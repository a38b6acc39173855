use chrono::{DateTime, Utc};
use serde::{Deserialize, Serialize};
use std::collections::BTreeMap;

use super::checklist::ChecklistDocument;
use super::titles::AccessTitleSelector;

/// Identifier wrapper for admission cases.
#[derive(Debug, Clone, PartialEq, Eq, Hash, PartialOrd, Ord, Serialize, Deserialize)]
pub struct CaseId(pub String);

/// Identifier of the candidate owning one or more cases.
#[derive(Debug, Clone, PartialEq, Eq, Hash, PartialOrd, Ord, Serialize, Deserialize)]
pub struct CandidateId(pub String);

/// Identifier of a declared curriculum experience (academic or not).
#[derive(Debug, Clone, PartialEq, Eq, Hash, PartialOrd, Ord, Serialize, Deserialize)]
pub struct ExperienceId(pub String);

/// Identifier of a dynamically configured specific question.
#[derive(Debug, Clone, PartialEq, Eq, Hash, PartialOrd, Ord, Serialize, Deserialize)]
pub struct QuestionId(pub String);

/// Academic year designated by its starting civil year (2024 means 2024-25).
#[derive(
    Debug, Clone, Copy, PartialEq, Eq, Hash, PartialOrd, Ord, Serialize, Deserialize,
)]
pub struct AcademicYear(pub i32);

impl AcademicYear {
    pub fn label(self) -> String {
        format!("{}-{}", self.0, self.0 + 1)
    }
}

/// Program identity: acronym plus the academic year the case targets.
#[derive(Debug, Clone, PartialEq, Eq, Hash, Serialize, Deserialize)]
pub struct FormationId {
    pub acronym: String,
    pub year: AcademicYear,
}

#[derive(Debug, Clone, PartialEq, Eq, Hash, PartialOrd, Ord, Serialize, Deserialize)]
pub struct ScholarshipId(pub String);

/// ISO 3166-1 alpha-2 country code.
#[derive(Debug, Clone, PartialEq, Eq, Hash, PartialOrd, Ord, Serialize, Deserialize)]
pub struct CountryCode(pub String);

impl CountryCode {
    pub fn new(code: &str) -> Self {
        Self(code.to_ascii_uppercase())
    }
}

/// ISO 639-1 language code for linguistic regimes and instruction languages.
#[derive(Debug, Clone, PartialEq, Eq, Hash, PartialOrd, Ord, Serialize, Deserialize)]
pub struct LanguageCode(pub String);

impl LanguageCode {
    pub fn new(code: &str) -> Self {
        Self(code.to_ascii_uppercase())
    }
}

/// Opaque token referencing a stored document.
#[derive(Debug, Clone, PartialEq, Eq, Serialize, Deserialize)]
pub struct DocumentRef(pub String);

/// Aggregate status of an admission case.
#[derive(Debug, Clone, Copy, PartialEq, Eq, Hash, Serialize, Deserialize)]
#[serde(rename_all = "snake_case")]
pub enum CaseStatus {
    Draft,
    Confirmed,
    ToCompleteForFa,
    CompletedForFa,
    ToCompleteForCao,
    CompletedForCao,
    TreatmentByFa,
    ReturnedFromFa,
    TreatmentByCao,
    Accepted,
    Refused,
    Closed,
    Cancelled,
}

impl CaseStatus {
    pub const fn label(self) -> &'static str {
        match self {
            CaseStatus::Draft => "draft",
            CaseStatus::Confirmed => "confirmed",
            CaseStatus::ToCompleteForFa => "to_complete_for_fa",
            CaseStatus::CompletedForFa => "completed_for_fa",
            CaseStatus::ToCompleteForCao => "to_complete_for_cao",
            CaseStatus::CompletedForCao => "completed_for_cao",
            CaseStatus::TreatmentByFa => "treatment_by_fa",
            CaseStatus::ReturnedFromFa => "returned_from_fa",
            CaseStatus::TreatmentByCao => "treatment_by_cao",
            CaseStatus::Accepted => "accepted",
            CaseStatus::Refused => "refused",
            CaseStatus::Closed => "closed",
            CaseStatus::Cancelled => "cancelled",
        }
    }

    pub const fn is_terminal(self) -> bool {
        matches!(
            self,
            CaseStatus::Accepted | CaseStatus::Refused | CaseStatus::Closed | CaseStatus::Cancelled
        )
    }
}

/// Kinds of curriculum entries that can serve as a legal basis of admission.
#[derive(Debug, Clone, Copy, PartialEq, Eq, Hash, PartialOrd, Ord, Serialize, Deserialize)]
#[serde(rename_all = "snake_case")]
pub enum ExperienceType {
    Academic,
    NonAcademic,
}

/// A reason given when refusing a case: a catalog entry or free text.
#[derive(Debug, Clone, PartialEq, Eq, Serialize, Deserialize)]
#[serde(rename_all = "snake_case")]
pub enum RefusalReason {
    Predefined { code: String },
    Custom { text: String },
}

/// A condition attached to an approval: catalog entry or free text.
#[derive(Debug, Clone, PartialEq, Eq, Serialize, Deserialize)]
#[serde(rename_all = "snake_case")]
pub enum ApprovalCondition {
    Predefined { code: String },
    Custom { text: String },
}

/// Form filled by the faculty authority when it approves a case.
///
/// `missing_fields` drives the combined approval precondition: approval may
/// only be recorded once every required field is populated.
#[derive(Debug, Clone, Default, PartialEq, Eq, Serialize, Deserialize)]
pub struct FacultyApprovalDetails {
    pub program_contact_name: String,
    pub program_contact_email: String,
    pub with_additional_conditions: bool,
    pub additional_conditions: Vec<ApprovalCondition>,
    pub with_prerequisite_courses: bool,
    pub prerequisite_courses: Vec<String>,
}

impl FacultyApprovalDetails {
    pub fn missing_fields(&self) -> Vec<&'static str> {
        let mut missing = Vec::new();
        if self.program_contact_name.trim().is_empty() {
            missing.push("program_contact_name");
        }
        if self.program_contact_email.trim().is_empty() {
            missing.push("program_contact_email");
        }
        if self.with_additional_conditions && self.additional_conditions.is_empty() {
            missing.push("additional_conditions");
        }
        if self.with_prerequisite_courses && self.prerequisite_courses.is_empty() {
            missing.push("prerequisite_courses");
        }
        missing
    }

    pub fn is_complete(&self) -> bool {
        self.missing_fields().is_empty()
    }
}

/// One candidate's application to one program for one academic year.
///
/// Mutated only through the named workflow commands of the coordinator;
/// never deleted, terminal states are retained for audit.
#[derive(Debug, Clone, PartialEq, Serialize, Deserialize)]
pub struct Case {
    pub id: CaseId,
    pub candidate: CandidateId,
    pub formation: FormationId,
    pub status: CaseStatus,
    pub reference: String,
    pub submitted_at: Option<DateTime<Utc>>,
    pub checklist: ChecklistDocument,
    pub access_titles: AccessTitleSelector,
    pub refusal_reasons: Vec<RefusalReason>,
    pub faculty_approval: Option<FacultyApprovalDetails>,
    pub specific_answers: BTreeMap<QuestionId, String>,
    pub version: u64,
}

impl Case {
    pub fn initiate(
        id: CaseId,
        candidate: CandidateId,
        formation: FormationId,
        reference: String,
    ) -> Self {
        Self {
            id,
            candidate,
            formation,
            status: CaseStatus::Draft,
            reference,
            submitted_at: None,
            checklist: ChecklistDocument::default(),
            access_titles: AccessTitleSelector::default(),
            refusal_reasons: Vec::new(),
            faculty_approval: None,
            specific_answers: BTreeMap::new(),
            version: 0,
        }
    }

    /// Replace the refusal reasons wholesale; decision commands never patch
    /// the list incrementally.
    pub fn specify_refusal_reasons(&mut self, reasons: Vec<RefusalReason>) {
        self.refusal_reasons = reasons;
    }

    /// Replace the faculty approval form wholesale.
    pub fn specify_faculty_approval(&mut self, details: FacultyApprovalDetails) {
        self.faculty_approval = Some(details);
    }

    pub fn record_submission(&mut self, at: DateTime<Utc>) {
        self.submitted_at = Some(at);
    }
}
----
Your goal -> Lines holding "TreatmentByCao" in the material above are to be reported.

Completed exercise ->
    TreatmentByCao,
            CaseStatus::TreatmentByCao => "treatment_by_cao",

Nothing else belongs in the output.